Masyarakat yang terlibat dalam demokrasi memiliki keterampilan dan sumber daya yang
diperlukan untuk mengembangkan nilai-nilai, sikap, dan pendapat berbasis informasi,
menghubungkan mereka bersama-sama, dan menerjemahkannya ke dalam tindakan efektif.
“Norma dan nilai-nilai” demokratis mencakup efektivitas internal dan eksternal kepercayaan
politik dan sosial, kepentingan politik, tugas warga negara, dan toleransi politik. “Sikap dan
keyakinan”mengacu pada pandangan umum seseorang tentang dunia sosial dan politik dimana
kita hidup. “Opini/pendapat” menjadi formulasi yang lebih proksimat dan konkret tentang
orientasi yang berlaku pada isu, kebijakan, kandidat, pemegang jabatan spesifik dan sejenisnya.
Berpegang pada opini terutama opini yang stabil, konsisten dan berbasis informasi adalah unsur
penting dari proses demokrasi dan kewarganegaraan demokratis.

Seringkali perbedaan dibuat antara perilaku politik dan kewarganegaraan. Perilaku politik
didefinisikan sebagai kegiatan yang mempengaruhi pemilihan langsung maupun tidak langsung.
Sedangkan perilaku kewarganegaraan mengacu pada partisipasi individu untuk mengatasi
keprihatinan public secara langsung melalui metode di luar pemilu dan pemerintah. Warga yang
terlibat secara demokratis adalah orang yang berpartisipasi dalam kehidupan politik dan
kewarganegaraan dan memiliki nilai, sikap, pendapat, keterampilan dan sumberdaya untuk
melakukannya secara efektif.

Studi tentang keyakinan dan sikap politik memiliki beberapa konsep kunci yang sama
sengan psikologi yaitu kognisi dan afek. Kognisi mengacu pada bagaimana individu memproses
dan menggunakan informasi sedangkan afek mengacu pada bagaimana seseorang merasa tentang
hal itu.

Dampak positif penggunaan media terhadap partisipasi sebagian besar tidak langsung
terjadi melalui dampaknya terhadap motivasi dan kemampuan. Media juga dapat memiliki
dampak yang lebih langsung terhadap partisipasi melalui penyediaan “informasi mobilisasi”
seperti seruan khusus untuk bertindak dan identifikasi peluang khusus untuk bertindak (Lemert,
1981, 1992; Merrit, 1998; Sirianni & Friedland, 2001).

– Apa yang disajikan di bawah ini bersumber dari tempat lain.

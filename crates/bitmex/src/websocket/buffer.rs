// -------------------------------------------------------------------------------------------------
//  Copyright (C) 2015-2025 Nautech Systems Pty Ltd. All rights reserved.
//  https://nautechsystems.io
//
//  Licensed under the GNU Lesser General Public License Version 3.0 (the "License");
//  You may not use this file except in compliance with the License.
//  You may obtain a copy of the License at https://www.gnu.org/licenses/lgpl-3.0.en.html
//
//  Unless required by applicable law or agreed to in writing, software
//  distributed under the License is distributed on an "AS IS" BASIS,
//  WITHOUT WARRANTIES OR CONDITIONS OF ANY KIND, either express or implied.
//  See the License for the specific language governing permissions and
//  limitations under the License.
// -------------------------------------------------------------------------------------------------

//! Outbound send buffer with private-channel gating and subscription tracking.
//!
//! Every outgoing frame passes through [`OutboundBuffer::prepare`], which
//! decides between immediate dispatch and buffering. Frames addressing private
//! channels are additionally gated on authentication, deduplicated by raw
//! payload while buffered, and their topics tracked so the private
//! subscription set can be replayed after a reconnect.

use std::collections::VecDeque;

use ahash::AHashSet;
use indexmap::IndexSet;
use serde_json::Value;
use ustr::Ustr;

use super::error::BitmexWsError;
use crate::common::consts::is_private_topic;

/// A frame awaiting dispatch.
#[derive(Clone, Debug, PartialEq, Eq)]
pub struct PendingFrame {
    /// Raw JSON payload.
    pub raw: String,
    /// Whether dispatch is gated on authentication.
    pub requires_auth: bool,
}

/// Outcome of preparing a frame for dispatch.
#[derive(Clone, Debug, PartialEq, Eq)]
pub enum Dispatch {
    /// The caller should write the frame to the socket now.
    Send(PendingFrame),
    /// The frame was enqueued until the socket opens and/or auth completes.
    Buffered,
    /// A byte-identical private frame is already queued; dropped silently.
    DroppedDuplicate,
}

/// Bounded outbound buffer with private subscription tracking.
#[derive(Debug, Default)]
pub struct OutboundBuffer {
    limit: usize,
    frames: VecDeque<PendingFrame>,
    queued_auth_payloads: AHashSet<String>,
    private_subscriptions: IndexSet<Ustr>,
}

impl OutboundBuffer {
    /// Creates a new [`OutboundBuffer`] instance with the given capacity.
    #[must_use]
    pub fn new(limit: usize) -> Self {
        Self {
            limit,
            frames: VecDeque::new(),
            queued_auth_payloads: AHashSet::new(),
            private_subscriptions: IndexSet::new(),
        }
    }

    /// Number of buffered frames.
    #[must_use]
    pub fn len(&self) -> usize {
        self.frames.len()
    }

    /// Returns `true` if no frames are buffered.
    #[must_use]
    pub fn is_empty(&self) -> bool {
        self.frames.is_empty()
    }

    /// Currently tracked private subscription topics, in subscribe order.
    #[must_use]
    pub fn private_subscriptions(&self) -> Vec<Ustr> {
        self.private_subscriptions.iter().copied().collect()
    }

    /// Inspects a frame and either hands it back for immediate dispatch or
    /// buffers it.
    ///
    /// A frame is dispatched immediately only while the socket is open and,
    /// for frames addressing private channels, authentication has completed.
    ///
    /// # Errors
    ///
    /// Returns [`BitmexWsError::SendBufferFull`] when buffering would exceed
    /// the configured limit.
    pub fn prepare(
        &mut self,
        raw: String,
        socket_open: bool,
        authed: bool,
    ) -> Result<Dispatch, BitmexWsError> {
        let requires_auth = self.inspect(&raw);

        if socket_open && (!requires_auth || authed) {
            return Ok(Dispatch::Send(PendingFrame { raw, requires_auth }));
        }

        if requires_auth && self.queued_auth_payloads.contains(&raw) {
            tracing::debug!(payload = raw, "Dropping duplicate private frame");
            return Ok(Dispatch::DroppedDuplicate);
        }

        if self.frames.len() >= self.limit {
            return Err(BitmexWsError::SendBufferFull { limit: self.limit });
        }

        if requires_auth {
            self.queued_auth_payloads.insert(raw.clone());
        }
        self.frames.push_back(PendingFrame { raw, requires_auth });
        Ok(Dispatch::Buffered)
    }

    /// Pops the oldest buffered frame for a flush pass.
    pub fn pop_front(&mut self) -> Option<PendingFrame> {
        self.frames.pop_front()
    }

    /// Re-appends a frame still gated on authentication, preserving order
    /// relative to other deferred frames.
    pub fn requeue_back(&mut self, frame: PendingFrame) {
        self.frames.push_back(frame);
    }

    /// Puts a frame back at the head after a failed send.
    pub fn requeue_front(&mut self, frame: PendingFrame) {
        self.frames.push_front(frame);
    }

    /// Releases dedup bookkeeping once a frame left the buffer for good.
    pub fn mark_sent(&mut self, frame: &PendingFrame) {
        if frame.requires_auth {
            self.queued_auth_payloads.remove(&frame.raw);
        }
    }

    /// Updates the tracked private subscription set from a frame and returns
    /// whether the frame requires authentication.
    fn inspect(&mut self, raw: &str) -> bool {
        let Ok(value) = serde_json::from_str::<Value>(raw) else {
            return false;
        };
        let Some(op) = value.get("op").and_then(Value::as_str) else {
            return false;
        };
        if op != "subscribe" && op != "unsubscribe" {
            return false;
        }
        let Some(args) = value.get("args").and_then(Value::as_array) else {
            return false;
        };

        let mut requires_auth = false;
        for arg in args {
            let Some(topic) = arg.as_str() else { continue };
            if !is_private_topic(topic) {
                continue;
            }
            requires_auth = true;
            if op == "subscribe" {
                self.private_subscriptions.insert(Ustr::from(topic));
            } else {
                self.private_subscriptions.shift_remove(&Ustr::from(topic));
            }
        }
        requires_auth
    }
}

////////////////////////////////////////////////////////////////////////////////
// Tests
////////////////////////////////////////////////////////////////////////////////

#[cfg(test)]
mod tests {
    use rstest::rstest;

    use super::*;

    fn subscribe(topics: &[&str]) -> String {
        serde_json::json!({"op": "subscribe", "args": topics}).to_string()
    }

    fn unsubscribe(topics: &[&str]) -> String {
        serde_json::json!({"op": "unsubscribe", "args": topics}).to_string()
    }

    #[rstest]
    fn test_public_frame_sends_when_open() {
        let mut buffer = OutboundBuffer::new(10);
        let raw = subscribe(&["orderBookL2:XBTUSD"]);

        let dispatch = buffer.prepare(raw.clone(), true, false).unwrap();
        assert_eq!(
            dispatch,
            Dispatch::Send(PendingFrame {
                raw,
                requires_auth: false
            })
        );
        assert!(buffer.is_empty());
    }

    #[rstest]
    fn test_public_frame_buffers_when_closed() {
        let mut buffer = OutboundBuffer::new(10);
        let dispatch = buffer
            .prepare(subscribe(&["trade:XBTUSD"]), false, false)
            .unwrap();
        assert_eq!(dispatch, Dispatch::Buffered);
        assert_eq!(buffer.len(), 1);
    }

    #[rstest]
    fn test_private_frame_gated_until_authed() {
        let mut buffer = OutboundBuffer::new(10);

        let dispatch = buffer.prepare(subscribe(&["position"]), true, false).unwrap();
        assert_eq!(dispatch, Dispatch::Buffered);

        let dispatch = buffer.prepare(subscribe(&["wallet"]), true, true).unwrap();
        assert!(matches!(dispatch, Dispatch::Send(f) if f.requires_auth));
    }

    #[rstest]
    fn test_duplicate_private_frame_dropped() {
        let mut buffer = OutboundBuffer::new(10);
        let raw = subscribe(&["order"]);

        assert_eq!(
            buffer.prepare(raw.clone(), false, false).unwrap(),
            Dispatch::Buffered
        );
        assert_eq!(
            buffer.prepare(raw, false, false).unwrap(),
            Dispatch::DroppedDuplicate
        );
        assert_eq!(buffer.len(), 1);
    }

    #[rstest]
    fn test_duplicate_public_frames_kept() {
        let mut buffer = OutboundBuffer::new(10);
        let raw = subscribe(&["trade:XBTUSD"]);

        buffer.prepare(raw.clone(), false, false).unwrap();
        buffer.prepare(raw, false, false).unwrap();
        assert_eq!(buffer.len(), 2);
    }

    #[rstest]
    fn test_overflow_fails() {
        let mut buffer = OutboundBuffer::new(2);
        buffer.prepare(subscribe(&["a:1"]), false, false).unwrap();
        buffer.prepare(subscribe(&["a:2"]), false, false).unwrap();

        let err = buffer.prepare(subscribe(&["a:3"]), false, false).unwrap_err();
        assert!(matches!(err, BitmexWsError::SendBufferFull { limit: 2 }));
    }

    #[rstest]
    fn test_private_subscription_tracking() {
        let mut buffer = OutboundBuffer::new(10);

        buffer
            .prepare(subscribe(&["position", "wallet", "trade:XBTUSD"]), true, true)
            .unwrap();
        assert_eq!(
            buffer.private_subscriptions(),
            vec![Ustr::from("position"), Ustr::from("wallet")]
        );

        buffer.prepare(unsubscribe(&["position"]), true, true).unwrap();
        assert_eq!(buffer.private_subscriptions(), vec![Ustr::from("wallet")]);
    }

    #[rstest]
    fn test_symbol_suffix_does_not_make_public_channel_private() {
        let mut buffer = OutboundBuffer::new(10);

        let dispatch = buffer
            .prepare(subscribe(&["orderBookL2:XBTUSD"]), true, false)
            .unwrap();
        assert!(matches!(dispatch, Dispatch::Send(f) if !f.requires_auth));

        let dispatch = buffer
            .prepare(subscribe(&["execution:XBTUSD"]), true, false)
            .unwrap();
        assert_eq!(dispatch, Dispatch::Buffered);
    }

    #[rstest]
    fn test_dedup_released_after_send() {
        let mut buffer = OutboundBuffer::new(10);
        let raw = subscribe(&["margin"]);

        buffer.prepare(raw.clone(), false, false).unwrap();
        let frame = buffer.pop_front().unwrap();
        buffer.mark_sent(&frame);

        // Same payload may be buffered again once the original left the queue
        assert_eq!(
            buffer.prepare(raw, false, false).unwrap(),
            Dispatch::Buffered
        );
    }
}
// -------------------------------------------------------------------------------------------------
//  Copyright (C) 2015-2025 Nautech Systems Pty Ltd. All rights reserved.
//  https://nautechsystems.io
//
//  Licensed under the GNU Lesser General Public License Version 3.0 (the "License");
//  You may not use this file except in compliance with the License.
//  You may obtain a copy of the License at https://www.gnu.org/licenses/lgpl-3.0.en.html
//
//  Unless required by applicable law or agreed to in writing, software
//  distributed under the License is distributed on an "AS IS" BASIS,
//  WITHOUT WARRANTIES OR CONDITIONS OF ANY KIND, either express or implied.
//  See the License for the specific language governing permissions and
//  limitations under the License.
// -------------------------------------------------------------------------------------------------

//! Realtime exchange-state hub and order gateway for the [BitMEX](https://bitmex.com)
//! derivatives exchange.
//!
//! The `bitmex-hub` crate maintains a locally consistent, query-able view of
//! exchange state (instruments, order books, trades, wallets, positions,
//! orders) from the realtime WebSocket table stream, and places, amends and
//! reconciles client-initiated orders over the signed REST API. It survives
//! connection loss, authentication failures and races between REST
//! acknowledgements and WebSocket notifications.
//!
//! The official BitMEX API reference can be found at
//! <https://www.bitmex.com/app/apiOverview>.

#![warn(rustc::all)]
#![deny(unsafe_code)]
#![deny(nonstandard_style)]
#![deny(missing_debug_implementations)]
#![deny(clippy::missing_errors_doc)]
#![deny(rustdoc::broken_intra_doc_links)]

pub mod client;
pub mod common;
pub mod config;
pub mod error;
pub mod events;
pub mod execution;
pub mod http;
pub mod state;
pub mod websocket;

// Re-exports
pub use crate::{
    client::BitmexClient,
    common::enums::{BitmexOrderType, BitmexSide, OrderStatus},
    config::BitmexClientConfig,
    error::{BitmexAuthReason, BitmexError},
    execution::{PlaceOptions, PlaceRequest, validate_place_input},
    http::{client::BitmexHttpClient, error::BitmexHttpError},
    websocket::{client::BitmexWebSocketClient, error::BitmexWsError},
};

Hampir 40 tahun penelitian kuantitatif tentang media dan politik ada consensus bahwa
meskipun media tidak mempengaruhi pikiran orang tetapi media dapat mempegaruhi pendapat
orang tentang sesuatu. Peran media dalam politik demokratis berfokus pada genre berita dan
urusan public. Umumnya di media urusan politik dan khususnya media beritalah politik
diasumsikan berada dan kepada bagian media inilah masyarakat diasumsikan berpaling ketika
terlibat dalam dunia politik. Media urusan public membahas isu-isu dunia nyata yang relevan
bagi persentase warga negara yang signifikan.

Penelitian yang diringkas pada bab ini merupakan temuan umum bahwa penggunaan
media urusan public berkorelasi positif dengan sebagian besar bentuk keterlibatan demokratis,
ditambah dengan bukti liputan media yang sinis dan negative tentang politik tampaknya
berkontribusi terhadap penurunan kepercayaan, efektivitas, dan keterlibatan.

Bab 16

Perempuan sebagai Sumber dan Audiens Komunikasi Politik

Dianne G. Bystrom

Perempuan memperoleh hak untuk memilih pada tahun 1920, mereka masuk dunia
pemilihan dengan perlahan dan dalam jumlah yang lebih kecil dibandingkan laki-laki (Ford,
2002). Namun, delapan puluh tahun kemudia, wanita sekarang sekarang lebih besar
kemungkinannya daripada pria untuk daftar memilih dalam setiap pemilu presiden sejak tahun
1964. Tahun 1980 proporsi pemilih perempuan lebih besar daripada proporsi pemilih laki-laki
dan sejak tahun 1984 lebih banyak perempuan dibandingkan laki-laki mendaftar untuk memilih
(Ford, 2002).

Secara khusus, bab ini melihat perempuan sebagai sumber komunikasi politik dengan
meringkas penelitian pidato public, iklan televise, dan situs web. Bab ini meninjau atas studi
yang menganalisis liputan media tentang calon perempuan, pejabat terpilih dan ibu negara serta
reaksi masyarakat terhadap komunikasi politik perempuan.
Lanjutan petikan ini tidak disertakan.